Task statement: Going through the lines below, tally those that include "description", and give only the number.

____

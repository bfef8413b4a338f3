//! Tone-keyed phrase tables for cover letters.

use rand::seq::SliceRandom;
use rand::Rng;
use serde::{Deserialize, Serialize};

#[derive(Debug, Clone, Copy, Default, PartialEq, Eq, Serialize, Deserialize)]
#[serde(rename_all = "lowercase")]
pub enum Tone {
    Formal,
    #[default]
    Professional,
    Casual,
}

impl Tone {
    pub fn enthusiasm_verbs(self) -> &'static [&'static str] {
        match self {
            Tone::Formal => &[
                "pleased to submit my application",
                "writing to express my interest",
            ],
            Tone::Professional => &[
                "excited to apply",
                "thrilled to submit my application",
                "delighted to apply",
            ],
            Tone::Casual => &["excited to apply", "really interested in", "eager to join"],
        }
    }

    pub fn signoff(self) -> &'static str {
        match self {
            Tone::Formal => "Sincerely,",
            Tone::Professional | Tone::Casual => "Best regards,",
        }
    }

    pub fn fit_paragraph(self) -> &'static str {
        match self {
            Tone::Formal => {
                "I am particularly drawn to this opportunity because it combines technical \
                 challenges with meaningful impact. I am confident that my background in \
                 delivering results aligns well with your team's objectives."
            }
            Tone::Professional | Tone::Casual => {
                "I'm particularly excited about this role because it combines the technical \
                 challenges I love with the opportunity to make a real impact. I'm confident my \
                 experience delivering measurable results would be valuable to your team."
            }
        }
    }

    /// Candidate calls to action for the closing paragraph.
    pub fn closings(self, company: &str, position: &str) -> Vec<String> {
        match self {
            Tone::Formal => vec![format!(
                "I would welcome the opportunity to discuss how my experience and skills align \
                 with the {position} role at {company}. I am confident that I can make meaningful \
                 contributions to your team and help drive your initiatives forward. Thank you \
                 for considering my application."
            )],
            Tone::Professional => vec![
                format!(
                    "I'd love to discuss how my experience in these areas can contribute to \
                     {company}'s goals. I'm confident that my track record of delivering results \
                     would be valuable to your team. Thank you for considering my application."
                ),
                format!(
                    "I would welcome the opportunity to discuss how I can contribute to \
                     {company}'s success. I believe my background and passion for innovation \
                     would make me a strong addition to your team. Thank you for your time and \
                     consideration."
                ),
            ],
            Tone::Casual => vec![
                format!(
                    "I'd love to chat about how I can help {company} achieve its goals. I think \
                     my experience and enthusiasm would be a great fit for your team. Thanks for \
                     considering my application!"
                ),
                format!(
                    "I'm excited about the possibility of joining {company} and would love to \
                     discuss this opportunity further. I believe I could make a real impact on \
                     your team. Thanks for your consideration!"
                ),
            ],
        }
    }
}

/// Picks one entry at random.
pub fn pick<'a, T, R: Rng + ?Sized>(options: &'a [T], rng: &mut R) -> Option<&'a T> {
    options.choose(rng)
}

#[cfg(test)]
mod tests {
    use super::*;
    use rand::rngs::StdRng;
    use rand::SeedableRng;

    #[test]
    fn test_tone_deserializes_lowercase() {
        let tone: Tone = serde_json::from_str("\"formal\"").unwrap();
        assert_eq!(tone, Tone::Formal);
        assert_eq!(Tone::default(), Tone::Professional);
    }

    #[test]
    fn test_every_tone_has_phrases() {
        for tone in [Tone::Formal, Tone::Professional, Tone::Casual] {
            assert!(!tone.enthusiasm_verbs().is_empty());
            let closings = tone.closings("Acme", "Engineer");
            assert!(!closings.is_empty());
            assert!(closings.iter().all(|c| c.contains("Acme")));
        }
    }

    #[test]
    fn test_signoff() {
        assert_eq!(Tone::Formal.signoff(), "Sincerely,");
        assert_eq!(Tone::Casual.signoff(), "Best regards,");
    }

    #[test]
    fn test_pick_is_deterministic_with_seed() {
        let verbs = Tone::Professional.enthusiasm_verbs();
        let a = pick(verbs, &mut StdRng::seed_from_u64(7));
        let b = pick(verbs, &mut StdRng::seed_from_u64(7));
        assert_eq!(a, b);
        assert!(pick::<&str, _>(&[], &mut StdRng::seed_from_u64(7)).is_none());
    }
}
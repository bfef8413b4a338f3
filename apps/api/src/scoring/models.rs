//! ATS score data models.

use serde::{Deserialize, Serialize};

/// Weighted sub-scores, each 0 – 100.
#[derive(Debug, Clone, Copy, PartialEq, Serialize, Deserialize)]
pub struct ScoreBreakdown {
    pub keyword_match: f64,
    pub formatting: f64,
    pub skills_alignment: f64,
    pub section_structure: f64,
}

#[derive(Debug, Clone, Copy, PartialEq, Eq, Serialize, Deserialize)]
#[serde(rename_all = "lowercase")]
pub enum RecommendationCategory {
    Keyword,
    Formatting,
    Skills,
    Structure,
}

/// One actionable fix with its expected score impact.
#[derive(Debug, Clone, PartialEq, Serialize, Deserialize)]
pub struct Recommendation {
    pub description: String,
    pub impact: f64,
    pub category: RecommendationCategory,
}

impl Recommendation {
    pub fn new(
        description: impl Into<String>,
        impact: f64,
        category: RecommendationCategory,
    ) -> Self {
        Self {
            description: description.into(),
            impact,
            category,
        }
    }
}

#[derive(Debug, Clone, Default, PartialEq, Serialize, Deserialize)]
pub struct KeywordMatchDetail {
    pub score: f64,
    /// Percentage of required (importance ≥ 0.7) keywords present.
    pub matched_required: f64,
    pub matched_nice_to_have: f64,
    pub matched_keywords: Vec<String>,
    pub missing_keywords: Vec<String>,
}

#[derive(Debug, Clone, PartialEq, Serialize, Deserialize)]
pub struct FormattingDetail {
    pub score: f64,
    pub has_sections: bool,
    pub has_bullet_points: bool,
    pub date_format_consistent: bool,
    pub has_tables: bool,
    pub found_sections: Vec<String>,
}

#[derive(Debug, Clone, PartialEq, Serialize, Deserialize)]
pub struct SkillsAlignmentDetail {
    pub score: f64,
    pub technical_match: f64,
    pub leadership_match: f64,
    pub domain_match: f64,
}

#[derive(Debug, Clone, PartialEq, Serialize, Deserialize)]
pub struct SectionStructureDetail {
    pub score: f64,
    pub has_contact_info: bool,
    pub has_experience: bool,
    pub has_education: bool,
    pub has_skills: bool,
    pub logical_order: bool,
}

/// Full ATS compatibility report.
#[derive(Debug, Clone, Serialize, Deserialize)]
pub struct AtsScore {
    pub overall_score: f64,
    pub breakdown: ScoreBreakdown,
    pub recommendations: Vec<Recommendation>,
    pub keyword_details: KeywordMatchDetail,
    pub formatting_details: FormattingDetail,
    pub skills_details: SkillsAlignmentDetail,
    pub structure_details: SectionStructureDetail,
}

____

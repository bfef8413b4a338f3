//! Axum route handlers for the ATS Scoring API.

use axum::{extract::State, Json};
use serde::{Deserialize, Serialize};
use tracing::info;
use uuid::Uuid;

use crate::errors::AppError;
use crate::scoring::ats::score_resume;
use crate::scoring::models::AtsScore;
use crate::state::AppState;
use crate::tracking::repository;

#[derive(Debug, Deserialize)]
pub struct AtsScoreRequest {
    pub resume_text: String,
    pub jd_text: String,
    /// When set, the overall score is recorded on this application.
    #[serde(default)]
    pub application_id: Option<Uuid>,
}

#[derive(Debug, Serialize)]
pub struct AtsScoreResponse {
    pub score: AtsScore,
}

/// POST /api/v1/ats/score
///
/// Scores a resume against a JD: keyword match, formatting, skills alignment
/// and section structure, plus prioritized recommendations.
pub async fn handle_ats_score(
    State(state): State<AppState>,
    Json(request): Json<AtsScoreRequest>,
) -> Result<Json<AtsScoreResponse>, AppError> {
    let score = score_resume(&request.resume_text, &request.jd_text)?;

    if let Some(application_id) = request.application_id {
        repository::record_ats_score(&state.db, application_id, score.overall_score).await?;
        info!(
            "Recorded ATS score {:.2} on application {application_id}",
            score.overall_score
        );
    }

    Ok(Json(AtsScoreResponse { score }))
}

____

Exercise solution: 3